→ **EXERCISE DETAILS**: An exact reproduction of all entries is expected.
[MATERIAL SHOWN]
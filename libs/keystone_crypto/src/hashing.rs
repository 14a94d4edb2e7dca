//! SHA3-256 hashing behind a minimal trait seam.
//!
//! Trie nodes and state keys are hashed the same way everywhere: absorb
//! byte fields in their canonical order, take the 32-byte digest. The
//! [`HashFunction`] trait keeps that surface small enough to swap the
//! algorithm in one place, and [`hash_bytes`] covers the one-shot case.

use sha3::{Digest, Sha3_256};

use crate::types::StdByteArray;

/// Incremental hash over a sequence of byte fields.
///
/// Field order is part of the digest; callers feed fields in the same
/// canonical order they are encoded in.
pub trait HashFunction {
    /// Absorb one field.
    fn update(&mut self, data: impl AsRef<[u8]>);

    /// Produce the digest of everything absorbed since the last `finish`,
    /// resetting the hasher for reuse.
    fn finish(&mut self) -> StdByteArray;
}

/// The hash every keystone trie and state key uses: SHA3-256.
#[derive(Clone, Default)]
pub struct DefaultHash {
    hasher: Sha3_256,
}

impl DefaultHash {
    pub fn new() -> Self {
        DefaultHash {
            hasher: Sha3_256::new(),
        }
    }
}

impl HashFunction for DefaultHash {
    fn update(&mut self, data: impl AsRef<[u8]>) {
        self.hasher.update(data);
    }

    fn finish(&mut self) -> StdByteArray {
        self.hasher.finalize_reset().into()
    }
}

/// One-shot digest of a single byte string.
pub fn hash_bytes(data: impl AsRef<[u8]>) -> StdByteArray {
    let mut hasher = DefaultHash::new();
    hasher.update(data);
    hasher.finish()
}

#[cfg(test)]
mod tests {
    use super::*;

    #[test]
    fn test_finish_resets_for_reuse() {
        let mut hasher = DefaultHash::new();
        hasher.update(b"keystone");
        let first = hasher.finish();

        hasher.update(b"keystone");
        assert_eq!(hasher.finish(), first);

        hasher.update(b"other");
        assert_ne!(hasher.finish(), first);
    }

    #[test]
    fn test_field_order_is_part_of_the_digest() {
        let mut hasher = DefaultHash::new();
        hasher.update(b"ab");
        hasher.update(b"cd");
        let forward = hasher.finish();

        hasher.update(b"cd");
        hasher.update(b"ab");
        assert_ne!(hasher.finish(), forward);
    }

    #[test]
    fn test_hash_bytes_matches_incremental() {
        let mut hasher = DefaultHash::new();
        hasher.update(b"address");
        assert_eq!(hash_bytes(b"address"), hasher.finish());
    }
}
[/MATERIAL SHOWN]
→ **REPLY**:
filename libs/keystone_crypto/src/hashing.rs
repository 14a94d4edb2e7dca
//! SHA3-256 hashing behind a minimal trait seam.
//!
//! Trie nodes and state keys are hashed the same way everywhere: absorb
//! byte fields in their canonical order, take the 32-byte digest. The
//! [`HashFunction`] trait keeps that surface small enough to swap the
//! algorithm in one place, and [`hash_bytes`] covers the one-shot case.

use sha3::{Digest, Sha3_256};

use crate::types::StdByteArray;

/// Incremental hash over a sequence of byte fields.
///
/// Field order is part of the digest; callers feed fields in the same
/// canonical order they are encoded in.
pub trait HashFunction {
    /// Absorb one field.
    fn update(&mut self, data: impl AsRef<[u8]>);

    /// Produce the digest of everything absorbed since the last `finish`,
    /// resetting the hasher for reuse.
    fn finish(&mut self) -> StdByteArray;
}

/// The hash every keystone trie and state key uses: SHA3-256.
#[derive(Clone, Default)]
pub struct DefaultHash {
    hasher: Sha3_256,
}

impl DefaultHash {
    pub fn new() -> Self {
        DefaultHash {
            hasher: Sha3_256::new(),
        }
    }
}

impl HashFunction for DefaultHash {
    fn update(&mut self, data: impl AsRef<[u8]>) {
        self.hasher.update(data);
    }

    fn finish(&mut self) -> StdByteArray {
        self.hasher.finalize_reset().into()
    }
}

/// One-shot digest of a single byte string.
pub fn hash_bytes(data: impl AsRef<[u8]>) -> StdByteArray {
    let mut hasher = DefaultHash::new();
    hasher.update(data);
    hasher.finish()
}

#[cfg(test)]
mod tests {
    use super::*;

    #[test]
    fn test_finish_resets_for_reuse() {
        let mut hasher = DefaultHash::new();
        hasher.update(b"keystone");
        let first = hasher.finish();

        hasher.update(b"keystone");
        assert_eq!(hasher.finish(), first);

        hasher.update(b"other");
        assert_ne!(hasher.finish(), first);
    }

    #[test]
    fn test_field_order_is_part_of_the_digest() {
        let mut hasher = DefaultHash::new();
        hasher.update(b"ab");
        hasher.update(b"cd");
        let forward = hasher.finish();

        hasher.update(b"cd");
        hasher.update(b"ab");
        assert_ne!(hasher.finish(), forward);
    }

    #[test]
    fn test_hash_bytes_matches_incremental() {
        let mut hasher = DefaultHash::new();
        hasher.update(b"address");
        assert_eq!(hash_bytes(b"address"), hasher.finish());
    }
}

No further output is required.